And it was in the third step: “polish and submit” at least one story a month. And the problem was fear of submitting less than her best work. The problem is that YOUR EDITING BRAIN WILL ALWAYS BE SMARTER THAN YOUR WRITING BRAIN. That means that no matter what you do, you CANNOT polish a story to absolute perfection. You can ALWAYS find something to polish or change or add or delete.

A person could spend their entire life polishing a one-page story, and never, ever get it “perfect.” So the “books aren’t finished. They escape” notion makes sense. The belief she needs to have is that she will learn more by writing her NEXT story than by polishing the last one forever.

The “chain” is designed to expose flaws in your process, and at one point I proposed a definition, asked a question, I think might be useful:

“What if when you said `I know how to do X’ you actually included all of the EMOTIONAL aspects, the MOTIVATIONAL aspects?”

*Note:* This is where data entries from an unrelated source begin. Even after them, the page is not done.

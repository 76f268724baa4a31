//! Fixed-size overlapping word windows.
//!
//! Window `i` starts at word `i * (size - overlap)` and spans `size` words
//! (fewer for the last one). Iteration ends with the first window that
//! reaches the final word, so a text of `L > size` words yields
//! `ceil((L - overlap) / (size - overlap))` windows and `0 < L <= size`
//! yields exactly one.

use serde::{Deserialize, Serialize};

use crate::error::{Error, Result};
use crate::types::{Chunk, Document};

#[derive(Debug, Clone, Copy, PartialEq, Eq, Serialize, Deserialize)]
#[serde(default)]
pub struct ChunkingConfig {
    pub chunk_size: usize,
    pub overlap: usize,
}

impl Default for ChunkingConfig {
    fn default() -> Self {
        Self { chunk_size: 500, overlap: 50 }
    }
}

impl ChunkingConfig {
    pub fn new(chunk_size: usize, overlap: usize) -> Result<Self> {
        let config = Self { chunk_size, overlap };
        config.validate()?;
        Ok(config)
    }

    pub fn validate(&self) -> Result<()> {
        if self.chunk_size == 0 {
            return Err(Error::InvalidConfig("chunk_size must be > 0".into()));
        }
        if self.overlap >= self.chunk_size {
            return Err(Error::InvalidConfig(format!(
                "overlap ({}) must be smaller than chunk_size ({})",
                self.overlap, self.chunk_size
            )));
        }
        Ok(())
    }

    fn step(&self) -> usize {
        self.chunk_size - self.overlap
    }
}

#[derive(Debug, Clone, Copy)]
pub struct Chunker {
    config: ChunkingConfig,
}

impl Chunker {
    pub fn new(config: ChunkingConfig) -> Result<Self> {
        config.validate()?;
        Ok(Self { config })
    }

    /// Lazily yields the windows of `text`. Clone the iterator to restart it.
    pub fn windows<'a>(&self, text: &'a str) -> WordWindows<'a> {
        let words: Vec<&'a str> = text.split_whitespace().collect();
        let next_start = if words.is_empty() { None } else { Some(0) };
        WordWindows { words, next_start, size: self.config.chunk_size, step: self.config.step() }
    }

    pub fn chunk_document(&self, document: &Document) -> Vec<Chunk> {
        self.windows(&document.text)
            .enumerate()
            .map(|(chunk_index, text)| Chunk { document: document.name.clone(), chunk_index, text })
            .collect()
    }
}

#[derive(Debug, Clone)]
pub struct WordWindows<'a> {
    words: Vec<&'a str>,
    next_start: Option<usize>,
    size: usize,
    step: usize,
}

impl Iterator for WordWindows<'_> {
    type Item = String;

    fn next(&mut self) -> Option<String> {
        let start = self.next_start?;
        let end = (start + self.size).min(self.words.len());
        self.next_start = if end >= self.words.len() { None } else { Some(start + self.step) };
        Some(self.words[start..end].join(" "))
    }
}

#[cfg(test)]
mod tests {
    use super::*;

    #[test]
    fn rejects_overlap_not_smaller_than_size() {
        assert!(ChunkingConfig::new(5, 5).is_err());
        assert!(ChunkingConfig::new(0, 0).is_err());
        assert!(ChunkingConfig::new(5, 0).is_ok());
    }

    #[test]
    fn windows_restart_from_clone() {
        let chunker = Chunker::new(ChunkingConfig::new(3, 1).unwrap()).unwrap();
        let windows = chunker.windows("a b c d e f g");
        let first: Vec<String> = windows.clone().collect();
        let second: Vec<String> = windows.collect();
        assert_eq!(first, second);
        assert_eq!(first, vec!["a b c", "c d e", "e f g"]);
    }
}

In other words, if you know how to do pushups, know you need to strengthen yourself and consider pushups to be ideal, BUT CAN’T MOTIVATE YOURSELF TO DO THEM, then no, you don’t know how to do pushups. You may know the technical form, but the thing itself, the action, exists in the real world, not in your mind. The “ideal” of a pushup is interesting, but you can think about it for a year and it won’t do you as much good as the first actual physical motion.

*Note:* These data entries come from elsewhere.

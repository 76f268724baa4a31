use candle_core::{DType, Result, Tensor, D};

/// Average of the token vectors the mask keeps: `[B,T,H] x [B,T] -> [B,H]`.
pub fn mean_pool(hidden: &Tensor, attention_mask: &Tensor) -> Result<Tensor> {
    let mask = attention_mask.to_device(hidden.device())?.to_dtype(hidden.dtype())?.unsqueeze(D::Minus1)?;
    let summed = hidden.broadcast_mul(&mask)?.sum(1)?;
    let kept = mask.sum(1)?;
    summed.broadcast_div(&kept)
}

/// Scales each row to unit length; all-zero rows stay zero.
pub fn l2_normalize(rows: &Tensor) -> Result<Tensor> {
    let eps = match rows.dtype() { DType::F16 | DType::BF16 => 1e-6, _ => 1e-12 };
    let norm = rows.sqr()?.sum_keepdim(D::Minus1)?.sqrt()?.affine(1.0, eps)?;
    rows.broadcast_div(&norm)
}

pub fn masked_mean_l2(hidden: &Tensor, attention_mask: &Tensor) -> Result<Tensor> {
    l2_normalize(&mean_pool(hidden, attention_mask)?)
}
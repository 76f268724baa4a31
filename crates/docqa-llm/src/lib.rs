//! docqa-llm
//!
//! Hosted text generation behind the `Generator` trait.

pub mod gemini;

pub use gemini::GeminiGenerator;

“I know how to make a sandwich” but you’re sitting without moving? What would happen if you included the motivation to get you up in the definition of “make a sandwich?”

There are two responses that seem commonplace to the statement “I don’t know how to do it.” First, people aren’t even likely to say that. They are more likely to say “it can’t be done” because their egos can’t accept that there might be things it doesn’t know.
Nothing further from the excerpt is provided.